## Exercise prompt
Among the entries below, only the lines starting at the one with "if let Some(last)" and ending at the one with "fn default() ->", both included, are to be printed exactly.

Stored data entries:
Start of Block

//! Positional read views over the piece sequence.
//!
//! [`PieceTableReader`] wraps a [`PieceTable`] with byte-addressed reads,
//! rune/byte offset translation, and a logical-line cache. Reads past the end
//! of the document are short, never errors: callers receive whatever bytes
//! were available and must tolerate partial buffers.

use crate::storage::{CursorPos, PieceTable};

/// Cached metadata for one logical line.
#[derive(Debug, Clone, Copy, PartialEq, Eq)]
pub struct LineInfo {
    /// Line length in runes, including the hard break if present.
    pub runes: usize,
    /// Whether the line is terminated by a hard break.
    pub has_break: bool,
}

/// Read view over a [`PieceTable`].
///
/// All mutating document operations of the editing core go through this type
/// so that the change flag and the line cache stay coherent.
pub struct PieceTableReader {
    table: PieceTable,
    lines: Vec<LineInfo>,
    lines_dirty: bool,
    changed: bool,
}

impl PieceTableReader {
    /// Create a reader over an empty document.
    pub fn new() -> Self {
        Self::with_text("")
    }

    /// Create a reader over `text`.
    pub fn with_text(text: &str) -> Self {
        Self {
            table: PieceTable::new(text),
            lines: Vec::new(),
            lines_dirty: true,
            changed: false,
        }
    }

    /// Document length in runes.
    pub fn len(&self) -> usize {
        self.table.len()
    }

    /// Whether the document holds no text.
    pub fn is_empty(&self) -> bool {
        self.table.is_empty()
    }

    /// Document length in bytes.
    pub fn byte_len(&self) -> usize {
        self.table.byte_len()
    }

    /// Access the underlying piece table.
    pub fn table(&self) -> &PieceTable {
        &self.table
    }

    fn mark_changed(&mut self) {
        self.changed = true;
        self.lines_dirty = true;
    }

    /// Replace the whole document, discarding history.
    pub fn set_text(&mut self, text: &str) {
        self.table.set_text(text);
        self.mark_changed();
    }

    /// Insert `text` at `rune_index`. See [`PieceTable::insert`].
    pub fn insert(&mut self, rune_index: usize, text: &str) -> bool {
        let ok = self.table.insert(rune_index, text);
        if ok && !text.is_empty() {
            self.mark_changed();
        }
        ok
    }

    /// Erase the rune range `[start, end)`. See [`PieceTable::erase`].
    pub fn erase(&mut self, start: usize, end: usize) -> bool {
        let ok = self.table.erase(start, end);
        if ok && start != end {
            self.mark_changed();
        }
        ok
    }

    /// Replace `[start, end)` with `text` as a single undo step.
    pub fn replace(&mut self, start: usize, end: usize, text: &str) -> bool {
        let ok = self.table.replace(start, end, text);
        if ok {
            self.mark_changed();
        }
        ok
    }

    /// Undo the latest edit group, returning per-edit cursor positions.
    pub fn undo(&mut self) -> Option<Vec<CursorPos>> {
        let cursors = self.table.undo();
        if cursors.is_some() {
            self.mark_changed();
        }
        cursors
    }

    /// Redo the latest undone edit group.
    pub fn redo(&mut self) -> Option<Vec<CursorPos>> {
        let cursors = self.table.redo();
        if cursors.is_some() {
            self.mark_changed();
        }
        cursors
    }

    /// Open an undo group on the underlying table.
    pub fn group_begin(&mut self) {
        self.table.group_begin();
    }

    /// Close an undo group on the underlying table.
    pub fn group_end(&mut self) {
        self.table.group_end();
    }

    /// Take the change flag, resetting it. The editor polls this once per
    /// frame to emit change events.
    pub fn take_changed(&mut self) -> bool {
        std::mem::replace(&mut self.changed, false)
    }

    /// Fill `buf` starting at document byte offset `byte_off`, returning the
    /// number of bytes copied. A short count signals end of stream.
    pub fn read_at(&self, buf: &mut [u8], byte_off: usize) -> usize {
        if buf.is_empty() || byte_off >= self.table.byte_len() {
            return 0;
        }

        let mut total = 0;
        let mut bytes = 0usize;
        for piece in self.table.pieces() {
            bytes += piece.byte_len;
            if bytes <= byte_off + total {
                continue;
            }

            let fragment = self.table.piece_bytes(piece);
            let skip = fragment.len() - (bytes - (byte_off + total));
            let fragment = &fragment[skip..];
            let n = fragment.len().min(buf.len() - total);
            buf[total..total + n].copy_from_slice(&fragment[..n]);
            total += n;
            if total >= buf.len() {
                break;
            }
        }
        total
    }

    /// Materialize the whole document as a string.
    pub fn text(&self) -> String {
        self.table.text()
    }

    /// Byte offset of the rune at `rune_off`, clamped to the document size.
    pub fn rune_offset(&self, rune_off: usize) -> usize {
        if self.table.len() == 0 {
            return 0;
        }
        if rune_off >= self.table.len() {
            return self.table.byte_len();
        }

        let mut bytes = 0;
        let mut runes = 0;
        for piece in self.table.pieces() {
            if runes + piece.rune_len > rune_off {
                return bytes + self.table.piece_rune_to_byte(piece, rune_off - runes);
            }
            bytes += piece.byte_len;
            runes += piece.rune_len;
        }
        bytes
    }

    /// Read the rune at rune offset `rune_off`, or `None` past the end.
    pub fn read_rune_at(&self, rune_off: usize) -> Option<char> {
        if rune_off >= self.table.len() {
            return None;
        }
        let byte_off = self.rune_offset(rune_off);
        self.read_rune_at_bytes(byte_off).map(|(c, _)| c)
    }

    /// Read the rune starting at byte offset `byte_off`, returning the rune
    /// and its encoded length.
    pub fn read_rune_at_bytes(&self, byte_off: usize) -> Option<(char, usize)> {
        let mut buf = [0u8; 4];
        let n = self.read_at(&mut buf, byte_off);
        if n == 0 {
            return None;
        }
        let s = match std::str::from_utf8(&buf[..n]) {
            Ok(s) => s,
            // A short read may cut a rune boundary; keep the valid prefix.
            Err(e) if e.valid_up_to() > 0 => std::str::from_utf8(&buf[..e.valid_up_to()]).unwrap(),
            Err(_) => return None,
        };
        s.chars().next().map(|c| (c, c.len_utf8()))
    }

    /// Read the rune ending at byte offset `byte_off`, if any.
    pub fn read_rune_before_bytes(&self, byte_off: usize) -> Option<(char, usize)> {
        let mut buf = [0u8; 4];
        let (start, want) = if byte_off < 4 {
            (0, byte_off)
        } else {
            (byte_off - 4, 4)
        };
        if want == 0 {
            return None;
        }
        let n = self.read_at(&mut buf[..want], start);
        // The window may begin in the middle of a multi-byte rune; skip
        // forward to the first boundary.
        let mut from = 0;
        let s = loop {
            if from >= n {
                return None;
            }
            if let Ok(s) = std::str::from_utf8(&buf[from..n]) {
                break s;
            }
            from += 1;
        };
        s.chars().next_back().map(|c| (c, c.len_utf8()))
    }

    /// Rebuild and return the logical-line cache by scanning all pieces.
    ///
    /// A piece fragment without a terminating break merges into the first
    /// line of the following piece.
    pub fn lines(&mut self) -> &[LineInfo] {
        if self.lines_dirty {
            self.rebuild_lines();
            self.lines_dirty = false;
        }
        &self.lines
    }

    fn rebuild_lines(&mut self) {
        self.lines.clear();
        for piece in self.table.pieces() {
            let text = std::str::from_utf8(self.table.piece_bytes(piece)).unwrap();
            let parsed = parse_lines(text);
            if parsed.is_empty() {
                continue;
            }

            let mut parsed = parsed;
            if let Some(last) = self.lines.last().copied() {
                if !last.has_break {
                    parsed[0].runes += last.runes;
                    self.lines.pop();
                }
            }
            self.lines.extend_from_slice(&parsed);
        }
    }

    /// Number of logical lines.
    pub fn line_count(&mut self) -> usize {
        self.lines().len()
    }

    /// Materialize line `line_no` (hard break included) together with the
    /// rune offset of its first rune. `None` past the last line.
    pub fn read_line(&mut self, line_no: usize) -> Option<(String, usize)> {
        let lines = self.lines();
        if line_no >= lines.len() {
            return None;
        }
        let rune_off: usize = lines[..line_no].iter().map(|l| l.runes).sum();
        let runes = lines[line_no].runes;

        let start = self.rune_offset(rune_off);
        let end = self.rune_offset(rune_off + runes);
        let mut buf = vec![0u8; end - start];
        let n = self.read_at(&mut buf, start);
        buf.truncate(n);
        Some((String::from_utf8(buf).unwrap(), rune_off))
    }
}

impl Default for PieceTableReader {
    fn default() -> Self {
        Self::new()
    }
}

fn parse_lines(text: &str) -> Vec<LineInfo> {
    let mut lines = Vec::new();
    let mut runes = 0;
    for c in text.chars() {
        runes += 1;
        if c == '\n' {
            lines.push(LineInfo {
                runes,
                has_break: true,
            });
            runes = 0;
        }
    }
    if runes > 0 {
        lines.push(LineInfo {
            runes,
            has_break: false,
        });
    }
    lines
}

#[cfg(test)]
mod tests {
    use super::*;

    #[test]
    fn test_read_at_and_short_read() {
        let r = PieceTableReader::with_text("hello world");
        let mut buf = [0u8; 5];
        assert_eq!(r.read_at(&mut buf, 0), 5);
        assert_eq!(&buf, b"hello");

        assert_eq!(r.read_at(&mut buf, 6), 5);
        assert_eq!(&buf, b"world");

        // Short read at end of stream.
        assert_eq!(r.read_at(&mut buf, 9), 2);
        assert_eq!(&buf[..2], b"ld");

        // Past the end.
        assert_eq!(r.read_at(&mut buf, 11), 0);
    }

    #[test]
    fn test_read_at_across_pieces() {
        let mut r = PieceTableReader::with_text("hello");
        r.insert(5, " world");
        r.insert(0, ">> ");
        assert_eq!(r.text(), ">> hello world");

        let mut buf = [0u8; 14];
        assert_eq!(r.read_at(&mut buf, 0), 14);
        assert_eq!(&buf, b">> hello world");

        let mut buf = [0u8; 7];
        assert_eq!(r.read_at(&mut buf, 2), 7);
        assert_eq!(&buf, b" hello ");
    }

    #[test]
    fn test_rune_offset_round_trip() {
        let mut r = PieceTableReader::with_text("a你b好c");
        r.insert(2, "好x");
        let text = r.text();

        for (rune_idx, (byte_idx, _)) in text.char_indices().enumerate() {
            assert_eq!(r.rune_offset(rune_idx), byte_idx);
        }
        assert_eq!(r.rune_offset(text.chars().count()), text.len());
        assert_eq!(r.rune_offset(usize::MAX), text.len());
    }

    #[test]
    fn test_read_rune_at() {
        let r = PieceTableReader::with_text("a你b");
        assert_eq!(r.read_rune_at(0), Some('a'));
        assert_eq!(r.read_rune_at(1), Some('你'));
        assert_eq!(r.read_rune_at(2), Some('b'));
        assert_eq!(r.read_rune_at(3), None);
    }

    #[test]
    fn test_read_rune_before_bytes() {
        let r = PieceTableReader::with_text("a你b");
        assert_eq!(r.read_rune_before_bytes(1), Some(('a', 1)));
        assert_eq!(r.read_rune_before_bytes(4), Some(('你', 3)));
        assert_eq!(r.read_rune_before_bytes(5), Some(('b', 1)));
        assert_eq!(r.read_rune_before_bytes(0), None);
    }

    #[test]
    fn test_lines_cache() {
        let mut r = PieceTableReader::with_text("ab\ncd\n\nef");
        let lines = r.lines().to_vec();
        assert_eq!(
            lines,
            vec![
                LineInfo { runes: 3, has_break: true },
                LineInfo { runes: 3, has_break: true },
                LineInfo { runes: 1, has_break: true },
                LineInfo { runes: 2, has_break: false },
            ]
        );
    }

    #[test]
    fn test_lines_merge_across_pieces() {
        // "ab" and "cd\n" come from different pieces but form one line.
        let mut r = PieceTableReader::with_text("ab");
        r.insert(2, "cd\nef");
        let lines = r.lines().to_vec();
        assert_eq!(
            lines,
            vec![
                LineInfo { runes: 5, has_break: true },
                LineInfo { runes: 2, has_break: false },
            ]
        );
    }

    #[test]
    fn test_read_line() {
        let mut r = PieceTableReader::with_text("one\ntwo\nthree");
        assert_eq!(r.read_line(0), Some(("one\n".to_string(), 0)));
        assert_eq!(r.read_line(1), Some(("two\n".to_string(), 4)));
        assert_eq!(r.read_line(2), Some(("three".to_string(), 8)));
        assert_eq!(r.read_line(3), None);
    }

    #[test]
    fn test_change_flag() {
        let mut r = PieceTableReader::with_text("x");
        assert!(!r.take_changed());
        r.insert(1, "y");
        assert!(r.take_changed());
        assert!(!r.take_changed());
        r.erase(0, 1);
        assert!(r.take_changed());
    }
}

End of Block

## Written answer
            if let Some(last) = self.lines.last().copied() {
                if !last.has_break {
                    parsed[0].runes += last.runes;
                    self.lines.pop();
                }
            }
            self.lines.extend_from_slice(&parsed);
        }
    }

    /// Number of logical lines.
    pub fn line_count(&mut self) -> usize {
        self.lines().len()
    }

    /// Materialize line `line_no` (hard break included) together with the
    /// rune offset of its first rune. `None` past the last line.
    pub fn read_line(&mut self, line_no: usize) -> Option<(String, usize)> {
        let lines = self.lines();
        if line_no >= lines.len() {
            return None;
        }
        let rune_off: usize = lines[..line_no].iter().map(|l| l.runes).sum();
        let runes = lines[line_no].runes;

        let start = self.rune_offset(rune_off);
        let end = self.rune_offset(rune_off + runes);
        let mut buf = vec![0u8; end - start];
        let n = self.read_at(&mut buf, start);
        buf.truncate(n);
        Some((String::from_utf8(buf).unwrap(), rune_off))
    }
}

impl Default for PieceTableReader {
    fn default() -> Self {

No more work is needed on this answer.